* _Information shown_:

#[cfg(test)]
mod tests {
    use super::*;
    use crate::meta::MemoryMetaStore;
    use crate::{Cache, CacheOptions, Database, MetaStore};
    use serde_json::json;

    async fn cache(style: PathStyle, base: &str) -> (Database, Cache) {
        let db = Database::connect_in_memory().await.unwrap();
        let options = CacheOptions { path_style: style, ..CacheOptions::default() };
        let cache = Cache::new(Some(db.clone()), options).with_database_root(base);
        (db, cache)
    }

    async fn insert(db: &Database, table: CacheTable, root: &str, file: &str) {
        let sql = match table {
            CacheTable::Songs => {
                "INSERT INTO song_cache (list_root, file_path, size, mtime_ms, info_json)
                 VALUES (?, ?, 1, 1, '{}')"
                    .to_string()
            },
            CacheTable::Covers => {
                "INSERT INTO cover_index (list_root, file_path, hash, ext) VALUES (?, ?, 'h', '.jpg')".to_string()
            },
            CacheTable::MixtapeHiresWaveforms => "INSERT INTO mixtape_waveform_hires_cache
                 (list_root, file_path, target_rate, size, mtime_ms, version, sample_rate, step, duration, frames, data)
                 VALUES (?, ?, 4000, 1, 1, 1, 1, 1.0, 1.0, 1, x'00')"
                .to_string(),
            _ => format!(
                "INSERT INTO {}
                     (list_root, file_path, size, mtime_ms, version, sample_rate, step, duration, frames, data)
                 VALUES (?, ?, 1, 1, 1, 1, 1.0, 1.0, 1, x'00')",
                table.name()
            ),
        };
        sqlx::query(&sql).bind(root).bind(file).execute(db.pool()).await.unwrap();
    }

    async fn keys(db: &Database, table: CacheTable) -> Vec<(String, String)> {
        sqlx::query_as(&format!("SELECT list_root, file_path FROM {} ORDER BY list_root, file_path", table.name()))
            .fetch_all(db.pool())
            .await
            .unwrap()
    }

    #[tokio::test]
    async fn test_rename_same_root_is_noop() {
        let (db, cache) = cache(PathStyle::Windows, "C:\\FRKB").await;
        insert(&db, CacheTable::Covers, "library\\a", "x.mp3").await;
        let counts = cache.maintenance().rename_root("C:\\FRKB\\Library\\A", "library/a/").await;
        assert_eq!(counts, TableCounts::default());
        assert_eq!(keys(&db, CacheTable::Covers).await, vec![("library\\a".into(), "x.mp3".into())]);
    }

    #[tokio::test]
    async fn test_rename_moves_all_tables_and_legacy_rows() {
        let (db, cache) = cache(PathStyle::Windows, "C:\\FRKB").await;
        for table in CacheTable::ALL {
            insert(&db, table, "library\\a", "x.mp3").await;
        }
        insert(&db, CacheTable::Covers, "c:\\frkb\\library\\a", "c:\\frkb\\library\\a\\sub\\y.mp3").await;
        let counts = cache.maintenance().rename_root("C:\\FRKB\\library\\A", "C:\\FRKB\\library\\B").await;
        assert_eq!(counts.covers, 2);
        assert_eq!(counts.total(), 7);
        assert_eq!(
            keys(&db, CacheTable::Covers).await,
            vec![("library\\b".into(), "sub\\y.mp3".into()), ("library\\b".into(), "x.mp3".into())]
        );
        assert_eq!(keys(&db, CacheTable::MixtapeHiresWaveforms).await, vec![("library\\b".into(), "x.mp3".into())]);
    }

    #[tokio::test]
    async fn test_rename_merges_song_payloads() {
        let (db, cache) = cache(PathStyle::Posix, "/srv/frkb").await;
        let songs = cache.songs();
        let source = SongEntry { size: 1, mtime_ms: 1, info: serde_json::from_value(json!({"key": "8A"})).unwrap() };
        let dest = SongEntry { size: 2, mtime_ms: 2, info: serde_json::from_value(json!({"bpm": 128})).unwrap() };
        assert!(songs.upsert("library/A", "x.mp3", &source, None).await);
        assert!(songs.upsert("library/B", "x.mp3", &dest, None).await);
        let counts = cache.maintenance().rename_root("library/A", "library/B").await;
        assert_eq!(counts.songs, 1);
        let merged = songs.load("library/B", "x.mp3").await.hit().unwrap();
        assert_eq!(merged.info.key.as_deref(), Some("8A"));
        assert_eq!(merged.info.bpm, Some(128.0));
        assert_eq!(merged.info.file_path.as_deref(), Some("/srv/frkb/library/B/x.mp3"));
        assert_eq!(merged.size, 2);
        assert_eq!(keys(&db, CacheTable::Songs).await, vec![("library/B".into(), "x.mp3".into())]);
    }

    #[tokio::test]
    async fn test_prune_keeps_loose_matches() {
        let (db, cache) = cache(PathStyle::Windows, "C:\\FRKB").await;
        insert(&db, CacheTable::Covers, "library\\keep", "a").await;
        insert(&db, CacheTable::Covers, "C:/FRKB/Library/Keep", "b").await;
        insert(&db, CacheTable::Covers, "library\\gone", "c").await;
        insert(&db, CacheTable::Waveforms, "library\\gone", "c").await;
        let counts = cache.maintenance().prune(["C:\\FRKB\\Library\\Keep"]).await;
        assert_eq!((counts.covers, counts.waveforms, counts.total()), (1, 1, 2));
        assert_eq!(keys(&db, CacheTable::Covers).await.len(), 2);
    }

    #[tokio::test]
    async fn test_prune_is_case_sensitive_on_posix() {
        let (db, cache) = cache(PathStyle::Posix, "/srv/frkb").await;
        insert(&db, CacheTable::Covers, "library/A", "a").await;
        insert(&db, CacheTable::Covers, "/srv/frkb/library/A/", "b").await;
        insert(&db, CacheTable::Covers, "library/a", "c").await;
        let counts = cache.maintenance().prune(["library/A"]).await;
        assert_eq!(counts.covers, 1);
        let roots: Vec<String> = keys(&db, CacheTable::Covers).await.into_iter().map(|(root, _)| root).collect();
        assert!(!roots.contains(&"library/a".to_string()));
        assert_eq!(roots.len(), 2);
    }

    #[tokio::test]
    async fn test_migrate_keys_is_flag_gated() {
        let db = Database::connect_in_memory().await.unwrap();
        let meta = Arc::new(MemoryMetaStore::default());
        let options = CacheOptions { path_style: PathStyle::Posix, ..CacheOptions::default() };
        let cache = Cache::with_meta_store(Some(db.clone()), options, meta.clone());

        insert(&db, CacheTable::Songs, "/srv/frkb/library/A", "/srv/frkb/library/A/x.mp3").await;
        insert(&db, CacheTable::Covers, "/mnt/old/library/B", "y.mp3").await;
        insert(&db, CacheTable::Covers, "/elsewhere/C", "/elsewhere/C/z.mp3").await;

        // No database root yet.
        assert_eq!(cache.maintenance().migrate_keys_to_relative_if_needed().await, TableCounts::default());
        assert_eq!(meta.get_meta_value(RELATIVE_KEYS_FLAG).await.unwrap(), None);

        let cache = cache.with_database_root("/srv/frkb");
        let counts = cache.maintenance().migrate_keys_to_relative_if_needed().await;
        assert_eq!((counts.songs, counts.covers), (1, 1));
        assert_eq!(keys(&db, CacheTable::Songs).await, vec![("library/A".into(), "x.mp3".into())]);
        assert_eq!(
            keys(&db, CacheTable::Covers).await,
            vec![("/elsewhere/C".into(), "/elsewhere/C/z.mp3".into()), ("library/B".into(), "y.mp3".into())]
        );
        assert_eq!(meta.get_meta_value(RELATIVE_KEYS_FLAG).await.unwrap().as_deref(), Some("1"));

        insert(&db, CacheTable::Covers, "/srv/frkb/library/D", "w.mp3").await;
        assert_eq!(cache.maintenance().migrate_keys_to_relative_if_needed().await, TableCounts::default());
    }

    #[test]
    fn test_relocated_file() {
        let resolver = PathResolver::new(Some("C:\\FRKB".into()), PathStyle::Windows);
        let dest = resolver.resolve_root("C:\\FRKB\\library\\B").unwrap();
        let moved =
            relocated_file(&resolver, "C:\\FRKB\\library\\A", &dest, "c:\\frkb\\library\\a\\Sub\\X.mp3").unwrap();
        assert_eq!((moved.key.as_str(), moved.abs.as_str()), ("sub\\x.mp3", "C:\\FRKB\\library\\B\\Sub\\X.mp3"));
        let kept = relocated_file(&resolver, "C:\\FRKB\\library\\A", &dest, "D:\\Other\\y.mp3").unwrap();
        assert_eq!(kept.key, "d:\\other\\y.mp3");
        let relative = relocated_file(&resolver, "C:\\FRKB\\library\\A", &dest, "z.mp3").unwrap();
        assert_eq!(relative.abs, "C:\\FRKB\\library\\B\\z.mp3");
    }
}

* _Your assignment_:
Set every line down again exactly. Begin with the first line of the entries and finish with the line containing "path_style: style, ..CacheOptions::default()".

* _Solution to this task_:
#[cfg(test)]
mod tests {
    use super::*;
    use crate::meta::MemoryMetaStore;
    use crate::{Cache, CacheOptions, Database, MetaStore};
    use serde_json::json;

    async fn cache(style: PathStyle, base: &str) -> (Database, Cache) {
        let db = Database::connect_in_memory().await.unwrap();
        let options = CacheOptions { path_style: style, ..CacheOptions::default() };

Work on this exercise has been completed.